SHAP-Based Interpretion of Machine Learning Prediction Models for Mild Cognitive Impairment
摘要
Alzheimer’s disease is a neurodegenerative disorder characterized by irreversible damage, imposing a substantial burden on patients, their families, and society. Mild Cognitive Impairment (MCI) is widely regarded as a prodromal stage of Alzheimer’s disease. Timely detection of MCI is crucial for the prevention of Alzheimer’s disease and halting further progression. Exploring potential factors influencing MCI onset and automating MCI prediction through screening scales and assessments of daily living status in the elderly enable low-cost, rapid, and high-accuracy identification of MCI. This study focuses on leveraging machine learning techniques to screen for and predict the occurrence of MCI using readily accessible information sources, including demographic data, psychological health measures, and life history interviews. Furthermore, it aims to identify key factors influencing MCI risk based on the trained predictive models.
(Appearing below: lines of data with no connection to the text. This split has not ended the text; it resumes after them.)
use sqlx::{Pool, Postgres, Row, Sqlite};

/// Validates that a PostgreSQL table has the expected columns and types
pub(crate) async fn validate_postgres_table_schema<E>(
    pool: &Pool<Postgres>,
    table_name: &str,
    expected_columns: &[(&str, &str)],
    error_mapper: impl Fn(String) -> E,
) -> Result<(), E> {
    let table_exists: bool = sqlx::query_scalar(
        "SELECT EXISTS (SELECT FROM information_schema.tables WHERE table_name = $1)",
    )
    .bind(table_name)
    .fetch_one(pool)
    .await
    .map_err(|e| error_mapper(e.to_string()))?;

    if !table_exists {
        return Err(error_mapper(format!(
            "Schema validation failed: Table '{table_name}' does not exist"
        )));
    }

    let rows = sqlx::query(
        "SELECT column_name, data_type FROM information_schema.columns
         WHERE table_name = $1 ORDER BY column_name",
    )
    .bind(table_name)
    .fetch_all(pool)
    .await
    .map_err(|e| error_mapper(e.to_string()))?;

    let actual_columns: Vec<(String, String)> = rows
        .iter()
        .map(|row| (row.get("column_name"), row.get("data_type")))
        .collect();

    compare_columns(table_name, expected_columns, &actual_columns).map_err(error_mapper)
}

/// Validates that a SQLite table has the expected columns and declared types
pub(crate) async fn validate_sqlite_table_schema<E>(
    pool: &Pool<Sqlite>,
    table_name: &str,
    expected_columns: &[(&str, &str)],
    error_mapper: impl Fn(String) -> E,
) -> Result<(), E> {
    let table_exists: bool = sqlx::query_scalar(
        "SELECT EXISTS (SELECT 1 FROM sqlite_master WHERE type = 'table' AND name = ?)",
    )
    .bind(table_name)
    .fetch_one(pool)
    .await
    .map_err(|e| error_mapper(e.to_string()))?;

    if !table_exists {
        return Err(error_mapper(format!(
            "Schema validation failed: Table '{table_name}' does not exist"
        )));
    }

    // PRAGMA does not accept bound parameters; the table name comes from configuration
    let rows = sqlx::query(&format!("PRAGMA table_info({table_name})"))
        .fetch_all(pool)
        .await
        .map_err(|e| error_mapper(e.to_string()))?;

    let actual_columns: Vec<(String, String)> = rows
        .iter()
        .map(|row| (row.get("name"), row.get("type")))
        .collect();

    compare_columns(table_name, expected_columns, &actual_columns).map_err(error_mapper)
}

fn compare_columns(
    table_name: &str,
    expected_columns: &[(&str, &str)],
    actual_columns: &[(String, String)],
) -> Result<(), String> {
    for (expected_name, expected_type) in expected_columns {
        match actual_columns.iter().find(|(name, _)| name == expected_name) {
            Some((_, actual_type)) if actual_type.eq_ignore_ascii_case(expected_type) => {}
            Some((_, actual_type)) => {
                return Err(format!(
                    "Schema validation failed: Column '{expected_name}' has type '{actual_type}' but expected '{expected_type}'"
                ));
            }
            None => {
                return Err(format!(
                    "Schema validation failed: Missing column '{expected_name}'"
                ));
            }
        }
    }

    // Extra columns are tolerated
    for (actual_name, _) in actual_columns {
        if !expected_columns.iter().any(|(name, _)| name == actual_name) {
            tracing::warn!(
                "Extra column '{}' found in table '{}'",
                actual_name,
                table_name
            );
        }
    }

    Ok(())
}
use async_trait::async_trait;
use redis::{self, AsyncCommands};

use crate::storage::errors::StorageError;
use crate::storage::types::CacheData;

use super::types::{CacheStore, RedisCacheStore};

const CACHE_PREFIX: &str = "cache";

impl RedisCacheStore {
    fn make_key(prefix: &str, key: &str) -> String {
        format!("{CACHE_PREFIX}:{prefix}:{key}")
    }
}

#[async_trait]
impl CacheStore for RedisCacheStore {
    async fn init(&self) -> Result<(), StorageError> {
        // Fail at startup when the server is unreachable
        let _conn = self.client.get_multiplexed_async_connection().await?;
        Ok(())
    }

    async fn put_with_ttl(
        &mut self,
        prefix: &str,
        key: &str,
        value: CacheData,
        ttl: usize,
    ) -> Result<(), StorageError> {
        let mut conn = self.client.get_multiplexed_async_connection().await?;

        let key = Self::make_key(prefix, key);
        let value = serde_json::to_string(&value)?;
        // SET EX rejects a zero expiry; one second is the shortest redis allows
        let ttl = u64::try_from(ttl.max(1))
            .map_err(|_| StorageError::Storage(format!("TTL out of range: {ttl}")))?;
        let _: () = conn.set_ex(&key, value, ttl).await?;

        Ok(())
    }

    async fn get(&self, prefix: &str, key: &str) -> Result<Option<CacheData>, StorageError> {
        let mut conn = self.client.get_multiplexed_async_connection().await?;

        let key = Self::make_key(prefix, key);
        let value: Option<String> = conn.get(&key).await?;

        match value {
            Some(v) => Ok(Some(serde_json::from_str(&v)?)),
            None => Ok(None),
        }
    }

    async fn remove(&mut self, prefix: &str, key: &str) -> Result<(), StorageError> {
        let mut conn = self.client.get_multiplexed_async_connection().await?;

        let key = Self::make_key(prefix, key);
        let _: () = conn.del(&key).await?;
        Ok(())
    }
}
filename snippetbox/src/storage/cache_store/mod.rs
mod config;
mod memory;
mod redis;
mod types;

pub(crate) use config::GENERIC_CACHE_STORE;
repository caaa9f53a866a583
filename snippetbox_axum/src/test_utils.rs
//! Shared setup for tests that touch the global stores

use std::sync::Once;

use axum::response::Response;
use http::header::{COOKIE, HeaderMap, SET_COOKIE};

/// Load `.env_test` once and make sure the stores are initialized.
pub(crate) async fn init_test_environment() {
    static ENV_INIT: Once = Once::new();
    ENV_INIT.call_once(|| {
        if dotenvy::from_filename(".env_test").is_err() {
            dotenvy::dotenv().ok();
        }

        if let Ok(url) = std::env::var("GENERIC_DATA_STORE_URL") {
            if let Some(path) = url.strip_prefix("sqlite:") {
                let _ = std::fs::remove_file(path);
            }
        }
    });

    if let Err(e) = snippetbox::init().await {
        eprintln!("Warning: Failed to initialize stores: {e}");
    }
}

static EMAIL_COUNTER: std::sync::atomic::AtomicU64 = std::sync::atomic::AtomicU64::new(0);

/// An email address no other test in this run uses
pub(crate) fn unique_email(tag: &str) -> String {
    let n = EMAIL_COUNTER.fetch_add(1, std::sync::atomic::Ordering::Relaxed);
    let run = chrono::Utc::now().timestamp_nanos_opt().unwrap_or_default();
    format!("{tag}-{run}-{n}@example.com")
}

/// Turn the `Set-Cookie` of a response into the `Cookie` of the next request.
pub(crate) fn follow_cookie(response_headers: &HeaderMap) -> HeaderMap {
    let set_cookie = response_headers
        .get(SET_COOKIE)
        .expect("Set-Cookie header")
        .to_str()
        .unwrap();
    let pair = set_cookie.split(';').next().unwrap();

    let mut headers = HeaderMap::new();
    headers.insert(COOKIE, pair.parse().unwrap());
    headers
}

pub(crate) async fn body_string(response: Response) -> String {
    let body = axum::body::to_bytes(response.into_body(), usize::MAX)
        .await
        .unwrap();
    String::from_utf8(body.to_vec()).unwrap()
}
use chrono::{DateTime, TimeDelta, Utc};
use serde::{Deserialize, Serialize};

use crate::session::errors::SessionError;
use crate::storage::CacheData;

/// Server-side session state, serialized as JSON into the cache store
#[derive(Debug, Clone, Serialize, Deserialize, PartialEq)]
pub(super) struct StoredSession {
    /// One-shot message shown on the next rendered page
    #[serde(default)]
    pub(super) flash: Option<String>,
    #[serde(default)]
    pub(super) user_id: Option<i64>,
    pub(super) expires_at: DateTime<Utc>,
    pub(super) ttl: u64,
}

impl StoredSession {
    pub(super) fn new(ttl: u64) -> Result<Self, SessionError> {
        let expires_at = i64::try_from(ttl)
            .ok()
            .and_then(TimeDelta::try_seconds)
            .and_then(|lifetime| Utc::now().checked_add_signed(lifetime))
            .ok_or(SessionError::InvalidLifetime(ttl))?;

        Ok(Self {
            flash: None,
            user_id: None,
            expires_at,
            ttl,
        })
    }

    pub(super) fn is_expired(&self) -> bool {
        self.expires_at <= Utc::now()
    }

    /// Seconds left before expiry, never less than one
    pub(super) fn remaining_secs(&self) -> usize {
        let secs = (self.expires_at - Utc::now()).num_seconds().max(1);
        usize::try_from(secs).unwrap_or(usize::MAX)
    }
}

impl TryFrom<&StoredSession> for CacheData {
    type Error = SessionError;

    fn try_from(data: &StoredSession) -> Result<Self, Self::Error> {
        Ok(Self {
            value: serde_json::to_string(data).map_err(|e| SessionError::Storage(e.to_string()))?,
        })
    }
}

impl TryFrom<CacheData> for StoredSession {
    type Error = SessionError;

    fn try_from(data: CacheData) -> Result<Self, Self::Error> {
        serde_json::from_str(&data.value).map_err(|e| SessionError::Storage(e.to_string()))
    }
}
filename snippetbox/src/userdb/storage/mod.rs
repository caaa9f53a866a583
mod config;
mod postgres;
mod sqlite;
mod store_type;

pub use store_type::UserStore;
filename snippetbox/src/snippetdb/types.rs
use chrono::{DateTime, Utc};
use serde::{Deserialize, Serialize};
use sqlx::FromRow;

/// A stored text snippet, shaped after the snippets table.
///
/// The snippet model has no query operations yet: the table is created and
/// validated at startup, and the snippet pages only echo their input.
#[derive(Debug, Clone, Serialize, Deserialize, FromRow, PartialEq)]
pub struct Snippet {
    pub id: i64,
    pub title: String,
    pub content: String,
    pub created: DateTime<Utc>,
    pub expires: DateTime<Utc>,
}
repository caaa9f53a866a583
mod config;
mod server;

use config::{SNIPPETBOX_ADDR, SNIPPETBOX_TLS_ADDR, parse_addr, tls_files};
use server::{init_tracing, spawn_http_server, spawn_https_server};

#[tokio::main]
async fn main() -> Result<(), Box<dyn std::error::Error>> {
    // Install default CryptoProvider for rustls
    rustls::crypto::ring::default_provider()
        .install_default()
        .map_err(|_| "Failed to install default CryptoProvider")?;

    dotenvy::dotenv().ok();
    init_tracing(env!("CARGO_CRATE_NAME"));

    snippetbox_axum::init().await?;

    let app = snippetbox_axum::snippetbox_router();

    let http_addr = parse_addr("SNIPPETBOX_ADDR", &SNIPPETBOX_ADDR)?;
    let http_server = spawn_http_server(http_addr, app.clone());

    match tls_files() {
        Some(tls) => {
            let https_addr = parse_addr("SNIPPETBOX_TLS_ADDR", &SNIPPETBOX_TLS_ADDR)?;
            let https_server = spawn_https_server(https_addr, tls, app).await?;
            let (http, https) = tokio::try_join!(http_server, https_server)?;
            http?;
            https?;
        }
        None => http_server.await??,
    }

    Ok(())
}
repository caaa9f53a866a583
use std::{env, sync::LazyLock};

pub static SESSION_COOKIE_NAME: LazyLock<String> = LazyLock::new(|| {
    env::var("SESSION_COOKIE_NAME").unwrap_or_else(|_| "snippetbox_session".to_string())
});

/// Session lifetime in seconds
pub static SESSION_COOKIE_MAX_AGE: LazyLock<u64> =
    LazyLock::new(|| parse_max_age(env::var("SESSION_COOKIE_MAX_AGE").ok().as_deref()));

/// Whether the session cookie carries the `Secure` attribute
pub(crate) static SESSION_COOKIE_SECURE: LazyLock<bool> =
    LazyLock::new(|| parse_secure(env::var("SESSION_COOKIE_SECURE").ok().as_deref()));

// 12 hours
const DEFAULT_MAX_AGE: u64 = 43200;

// 400 days, the longest Max-Age browsers honour
const MAX_MAX_AGE: u64 = 400 * 24 * 60 * 60;

fn parse_max_age(value: Option<&str>) -> u64 {
    value
        .and_then(|s| s.trim().parse::<u64>().ok())
        .filter(|n| *n > 0)
        .map(|n| n.min(MAX_MAX_AGE))
        .unwrap_or(DEFAULT_MAX_AGE)
}

fn parse_secure(value: Option<&str>) -> bool {
    !matches!(
        value.map(|s| s.trim().to_ascii_lowercase()).as_deref(),
        Some("false" | "0" | "no")
    )
}
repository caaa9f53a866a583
//! Route table for the Snippetbox pages

use axum::{
    Router,
    routing::{get, post},
};
use tower_http::LatencyUnit;
use tower_http::trace::{DefaultMakeSpan, DefaultOnRequest, DefaultOnResponse, TraceLayer};
use tracing::Level;

use crate::error::{method_not_allowed, not_found_handler};
use crate::pages::{
    create_snippet, home, login, login_form, logout, show_snippet, signup, signup_form,
};

/// Create the application router with HTTP request tracing
///
/// Routes:
/// - `GET /` home page
/// - `GET /snippet?id=N` show a snippet
/// - `POST /snippet/create` create a snippet (other methods get 405 with `Allow: POST`)
/// - `GET|POST /user/signup`, `GET|POST /user/login`, `POST /user/logout`
///
/// Any other path is a 404.
pub fn snippetbox_router() -> Router {
    snippetbox_router_no_trace().layer(
        TraceLayer::new_for_http()
            .make_span_with(
                DefaultMakeSpan::new()
                    .level(Level::INFO)
                    .include_headers(true),
            )
            .on_request(DefaultOnRequest::new().level(Level::INFO))
            .on_response(
                DefaultOnResponse::new()
                    .level(Level::INFO)
                    .latency_unit(LatencyUnit::Millis),
            ),
    )
}

/// Same routes as [`snippetbox_router`] without the tracing middleware
pub fn snippetbox_router_no_trace() -> Router {
    Router::new()
        .route("/", get(home))
        .route("/snippet", get(show_snippet))
        .route(
            "/snippet/create",
            post(create_snippet).fallback(method_not_allowed),
        )
        .route("/user/signup", get(signup_form).post(signup))
        .route("/user/login", get(login_form).post(login))
        .route("/user/logout", post(logout))
        .fallback(not_found_handler)
}
use axum::{
    extract::FromRequestParts,
    response::{IntoResponse, Redirect, Response},
};
use http::{StatusCode, request::Parts};
use snippetbox::{UserStore, get_authenticated_user_id};

use crate::error::server_error;

pub(crate) const LOGIN_URL: &str = "/user/login";

/// Rejection of [`AuthUser`]: anonymous visitors are sent to the login page,
/// store failures become a 500.
pub enum AuthRejection {
    Redirect,
    Error((StatusCode, String)),
}

impl IntoResponse for AuthRejection {
    fn into_response(self) -> Response {
        match self {
            AuthRejection::Redirect => {
                tracing::debug!("Redirecting to {}", LOGIN_URL);
                Redirect::to(LOGIN_URL).into_response()
            }
            AuthRejection::Error(e) => e.into_response(),
        }
    }
}

/// The logged-in user, available as an Axum extractor
///
/// The session must name a user that still exists; otherwise the request is
/// redirected to the login page.
#[derive(Clone, Debug)]
pub struct AuthUser {
    pub id: i64,
    pub name: String,
    pub email: String,
}

async fn load_auth_user(parts: &Parts) -> Result<Option<AuthUser>, (StatusCode, String)> {
    let Some(user_id) = get_authenticated_user_id(&parts.headers)
        .await
        .map_err(server_error)?
    else {
        return Ok(None);
    };

    let user = UserStore::get(user_id).await.map_err(server_error)?;
    if user.is_none() {
        tracing::warn!(user_id, "Session refers to a missing user");
    }

    Ok(user.map(|u| AuthUser {
        id: u.id,
        name: u.name,
        email: u.email,
    }))
}

impl<S> FromRequestParts<S> for AuthUser
where
    S: Send + Sync,
{
    type Rejection = AuthRejection;

    async fn from_request_parts(parts: &mut Parts, _: &S) -> Result<Self, Self::Rejection> {
        load_auth_user(parts)
            .await
            .map_err(AuthRejection::Error)?
            .ok_or(AuthRejection::Redirect)
    }
}
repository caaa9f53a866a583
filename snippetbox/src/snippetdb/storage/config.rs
use std::{env, sync::LazyLock};

use crate::storage::DB_TABLE_PREFIX;

pub(super) static DB_TABLE_SNIPPETS: LazyLock<String> = LazyLock::new(|| {
    env::var("DB_TABLE_SNIPPETS").unwrap_or_else(|_| format!("{}snippets", *DB_TABLE_PREFIX))
});
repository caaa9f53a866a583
mod home;
mod snippet;
mod user;

pub(crate) use home::home;
pub(crate) use snippet::{create_snippet, show_snippet};
pub(crate) use user::{login, login_form, logout, signup, signup_form};
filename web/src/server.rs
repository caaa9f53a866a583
use axum::Router;
use axum_server::tls_rustls::RustlsConfig;
use std::net::SocketAddr;
use tokio::task::JoinHandle;
use tracing_subscriber::{layer::SubscriberExt, util::SubscriberInitExt};

use crate::config::TlsFiles;

pub(crate) fn spawn_http_server(addr: SocketAddr, app: Router) -> JoinHandle<std::io::Result<()>> {
    tokio::spawn(async move {
        tracing::info!("HTTP server listening on {}", addr);
        axum_server::bind(addr)
            .serve(app.into_make_service())
            .await
    })
}

pub(crate) async fn spawn_https_server(
    addr: SocketAddr,
    tls: TlsFiles,
    app: Router,
) -> std::io::Result<JoinHandle<std::io::Result<()>>> {
    let config = RustlsConfig::from_pem_file(&tls.cert, &tls.key).await?;

    tracing::info!("HTTPS server listening on {}", addr);
    Ok(tokio::spawn(async move {
        axum_server::bind_rustls(addr, config)
            .serve(app.into_make_service())
            .await
    }))
}

pub(crate) fn init_tracing(app_name: &str) {
    let env_filter = tracing_subscriber::EnvFilter::try_from_default_env().unwrap_or_else(|_| {
        #[cfg(debug_assertions)]
        {
            format!("snippetbox_axum=trace,snippetbox=trace,{app_name}=trace,info").into()
        }

        #[cfg(not(debug_assertions))]
        {
            let _ = app_name;
            "info".into()
        }
    });

    tracing_subscriber::registry()
        .with(env_filter)
        .with(tracing_subscriber::fmt::layer())
        .init();

    #[cfg(debug_assertions)]
    tracing::info!("Debug build: detailed logs enabled by default");
    tracing::info!("Set RUST_LOG to change verbosity, e.g. RUST_LOG=debug");
}
#![allow(dead_code)]

use std::sync::Once;

use reqwest::{Client, redirect::Policy};
use tokio::net::TcpListener;

pub fn init_env() {
    static ENV_INIT: Once = Once::new();
    ENV_INIT.call_once(|| {
        if dotenvy::from_filename(".env_test").is_err() {
            dotenvy::dotenv().ok();
        }
    });
}

/// Serve the router on an ephemeral port of the current runtime and return
/// its base URL.
pub async fn spawn_app() -> String {
    init_env();
    snippetbox_axum::init()
        .await
        .expect("store initialization");

    let listener = TcpListener::bind("127.0.0.1:0").await.unwrap();
    let addr = listener.local_addr().unwrap();
    tokio::spawn(async move {
        axum::serve(listener, snippetbox_axum::snippetbox_router_no_trace())
            .await
            .unwrap();
    });

    format!("http://{addr}")
}

/// HTTP client that reports redirects instead of following them
pub fn client() -> Client {
    Client::builder().redirect(Policy::none()).build().unwrap()
}

/// `name=value` of the response's `Set-Cookie`, ready for a `Cookie` header
pub fn session_cookie(response: &reqwest::Response) -> String {
    response
        .headers()
        .get(reqwest::header::SET_COOKIE)
        .expect("Set-Cookie header")
        .to_str()
        .unwrap()
        .split(';')
        .next()
        .unwrap()
        .to_string()
}

pub fn unique_email(tag: &str) -> String {
    use std::sync::atomic::{AtomicU64, Ordering};
    static COUNTER: AtomicU64 = AtomicU64::new(0);
    let n = COUNTER.fetch_add(1, Ordering::Relaxed);
    let run = std::time::SystemTime::now()
        .duration_since(std::time::UNIX_EPOCH)
        .unwrap()
        .as_nanos();
    format!("{tag}-{run}-{n}@example.com")
}
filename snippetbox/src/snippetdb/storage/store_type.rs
use crate::snippetdb::errors::SnippetError;
use crate::storage::{DataStore, GENERIC_DATA_STORE};

use super::postgres::*;
use super::sqlite::*;

pub struct SnippetStore;

impl SnippetStore {
    /// Initialize the snippets table
    pub(crate) async fn init() -> Result<(), SnippetError> {
        match &*GENERIC_DATA_STORE {
            DataStore::Sqlite(pool) => {
                create_tables_sqlite(pool).await?;
                validate_snippet_tables_sqlite(pool).await
            }
            DataStore::Postgres(pool) => {
                create_tables_postgres(pool).await?;
                validate_snippet_tables_postgres(pool).await
            }
        }
    }
}
use chrono::{DateTime, Utc};
use serde::{Deserialize, Serialize};
use sqlx::FromRow;

/// A registered user
#[derive(Debug, Clone, Serialize, Deserialize, FromRow, PartialEq)]
pub struct User {
    /// Database-assigned identifier
    pub id: i64,
    pub name: String,
    /// Unique across all users
    pub email: String,
    /// bcrypt hash; never serialized
    #[serde(skip_serializing, default)]
    pub hashed_password: String,
    /// When the account was created (UTC)
    pub created: DateTime<Utc>,
}

#[derive(Debug, FromRow)]
pub(super) struct StoredCredentials {
    pub(super) id: i64,
    pub(super) hashed_password: String,
}
use chrono::Utc;

use crate::storage::{DataStore, GENERIC_DATA_STORE};
use crate::userdb::{
    errors::UserError,
    password::{hash_password, verify_password},
    types::User,
};

use super::postgres::*;
use super::sqlite::*;

pub struct UserStore;

impl UserStore {
    /// Initialize the users table
    pub(crate) async fn init() -> Result<(), UserError> {
        match &*GENERIC_DATA_STORE {
            DataStore::Sqlite(pool) => {
                create_tables_sqlite(pool).await?;
                validate_user_tables_sqlite(pool).await
            }
            DataStore::Postgres(pool) => {
                create_tables_postgres(pool).await?;
                validate_user_tables_postgres(pool).await
            }
        }
    }

    /// Register a new user and return its id.
    ///
    /// The password is stored only as a bcrypt hash. An email that is already
    /// registered yields [`UserError::DuplicateEmail`].
    #[tracing::instrument(skip(password))]
    pub async fn insert(name: &str, email: &str, password: &str) -> Result<i64, UserError> {
        let hashed_password = hash_password(password).await?;
        let created = Utc::now();

        let result = match &*GENERIC_DATA_STORE {
            DataStore::Sqlite(pool) => {
                insert_user_sqlite(pool, name, email, &hashed_password, created).await
            }
            DataStore::Postgres(pool) => {
                insert_user_postgres(pool, name, email, &hashed_password, created).await
            }
        };

        match &result {
            Ok(id) => tracing::info!(user_id = id, "User registered"),
            Err(UserError::DuplicateEmail) => tracing::debug!("Email already registered"),
            Err(e) => tracing::error!(error = %e, "User insert failed"),
        }

        result
    }

    /// Check an email/password pair and return the matching user id.
    ///
    /// Unknown email and wrong password both yield [`UserError::InvalidCredentials`].
    #[tracing::instrument(skip(password))]
    pub async fn authenticate(email: &str, password: &str) -> Result<i64, UserError> {
        let credentials = match &*GENERIC_DATA_STORE {
            DataStore::Sqlite(pool) => get_credentials_sqlite(pool, email).await?,
            DataStore::Postgres(pool) => get_credentials_postgres(pool, email).await?,
        };

        let Some(credentials) = credentials else {
            tracing::debug!("No user with that email");
            return Err(UserError::InvalidCredentials);
        };

        if verify_password(password, &credentials.hashed_password).await? {
            tracing::debug!(user_id = credentials.id, "Credentials accepted");
            Ok(credentials.id)
        } else {
            tracing::debug!("Password mismatch");
            Err(UserError::InvalidCredentials)
        }
    }

    /// Get a user by id
    #[tracing::instrument]
    pub async fn get(id: i64) -> Result<Option<User>, UserError> {
        match &*GENERIC_DATA_STORE {
            DataStore::Sqlite(pool) => get_user_sqlite(pool, id).await,
            DataStore::Postgres(pool) => get_user_postgres(pool, id).await,
        }
    }
}
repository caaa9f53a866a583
use async_trait::async_trait;
use chrono::{DateTime, Utc};
use std::collections::HashMap;

use crate::storage::errors::StorageError;
use crate::storage::types::CacheData;

pub(crate) struct InMemoryEntry {
    pub(super) data: CacheData,
    pub(super) expires_at: DateTime<Utc>,
}

pub(crate) struct InMemoryCacheStore {
    pub(super) entry: HashMap<String, InMemoryEntry>,
}

pub(crate) struct RedisCacheStore {
    pub(super) client: redis::Client,
}

/// Key/value store holding short-lived data such as sessions.
#[async_trait]
pub(crate) trait CacheStore: Send + Sync + 'static {
    /// Initialize the store. This is called once at startup.
    async fn init(&self) -> Result<(), StorageError>;

    /// Put a value into the store; it disappears after `ttl` seconds.
    async fn put_with_ttl(
        &mut self,
        prefix: &str,
        key: &str,
        value: CacheData,
        ttl: usize,
    ) -> Result<(), StorageError>;

    /// Get a value from the store. Expired values are reported as absent.
    async fn get(&self, prefix: &str, key: &str) -> Result<Option<CacheData>, StorageError>;

    /// Remove a value from the store. Removing a missing key is not an error.
    async fn remove(&mut self, prefix: &str, key: &str) -> Result<(), StorageError>;
}
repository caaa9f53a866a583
use async_trait::async_trait;
use chrono::{Duration, Utc};
use std::collections::HashMap;

use crate::storage::errors::StorageError;
use crate::storage::types::CacheData;

use super::types::{CacheStore, InMemoryCacheStore, InMemoryEntry};

const CACHE_PREFIX: &str = "cache";

impl InMemoryCacheStore {
    pub(crate) fn new() -> Self {
        tracing::info!("Creating new in-memory cache store");
        Self {
            entry: HashMap::new(),
        }
    }

    fn make_key(prefix: &str, key: &str) -> String {
        format!("{CACHE_PREFIX}:{prefix}:{key}")
    }

    /// Drop every entry whose deadline has passed.
    fn purge_expired(&mut self) {
        let now = Utc::now();
        self.entry.retain(|_, e| e.expires_at > now);
    }
}

#[async_trait]
impl CacheStore for InMemoryCacheStore {
    async fn init(&self) -> Result<(), StorageError> {
        Ok(())
    }

    async fn put_with_ttl(
        &mut self,
        prefix: &str,
        key: &str,
        value: CacheData,
        ttl: usize,
    ) -> Result<(), StorageError> {
        self.purge_expired();

        let ttl = i64::try_from(ttl)
            .map_err(|_| StorageError::Storage(format!("TTL out of range: {ttl}")))?;
        let key = Self::make_key(prefix, key);
        self.entry.insert(
            key,
            InMemoryEntry {
                data: value,
                expires_at: Utc::now() + Duration::seconds(ttl),
            },
        );
        Ok(())
    }

    async fn get(&self, prefix: &str, key: &str) -> Result<Option<CacheData>, StorageError> {
        let key = Self::make_key(prefix, key);
        Ok(self
            .entry
            .get(&key)
            .filter(|e| e.expires_at > Utc::now())
            .map(|e| e.data.clone()))
    }

    async fn remove(&mut self, prefix: &str, key: &str) -> Result<(), StorageError> {
        let key = Self::make_key(prefix, key);
        self.entry.remove(&key);
        Ok(())
    }
}
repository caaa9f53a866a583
//! snippetbox - models, sessions and form validation for the Snippetbox web application
//!
//! This crate holds everything below the HTTP layer: the user and snippet
//! models backed by SQLite or PostgreSQL, server-side sessions with flash
//! messages kept in the cache store, and the form validators used by the
//! signup and login pages.

mod config;
mod forms;
mod session;
mod snippetdb;
mod storage;
mod userdb;
mod utils;

#[cfg(test)]
mod test_utils;

pub use config::{DEFAULT_PASSWORD_HASH_COST, PASSWORD_HASH_COST};

pub use forms::{Form, FormErrors};

pub use session::{
    SESSION_COOKIE_MAX_AGE, SESSION_COOKIE_NAME, SessionError, get_authenticated_user_id,
    login_session, logout_session, pop_flash, put_flash,
};

pub use snippetdb::{Snippet, SnippetError, SnippetStore};
pub use userdb::{User, UserError, UserStore};
pub use utils::UtilError;

/// Initialize the data store tables and the session cache store
pub async fn init() -> Result<(), Box<dyn std::error::Error>> {
    storage::init().await?;
    userdb::init().await?;
    snippetdb::init().await?;
    tracing::info!("Stores initialized");
    Ok(())
}
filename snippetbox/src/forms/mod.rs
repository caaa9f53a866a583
//! Server-side validation of submitted HTML forms

mod errors;
mod form;

pub use errors::FormErrors;
pub use form::Form;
Given the scarcity of comprehensive multifactorial survey data on MCI within the Chinese population, this research employed a self-designed interview protocol and questionnaire to investigate cognitive function and associated factors in individuals aged 60 years and above. Machine learning algorithms including XGBoost, Random Forest, and Logistic Regression were fitted to model the data. Among these, the XGBoost classifier achieved the highest accuracy rates of 0.89 on the test sets, respectively. SHapley Additive exPlanations (SHAP) were utilized to interpret the model’s decision-making process and analyze the contribution of various factors to MCI prediction. Results identified depression and age as two primary influencing factors in MCI prediction and analysis. This highlights the importance of focusing on these factors in understanding the development of MCI.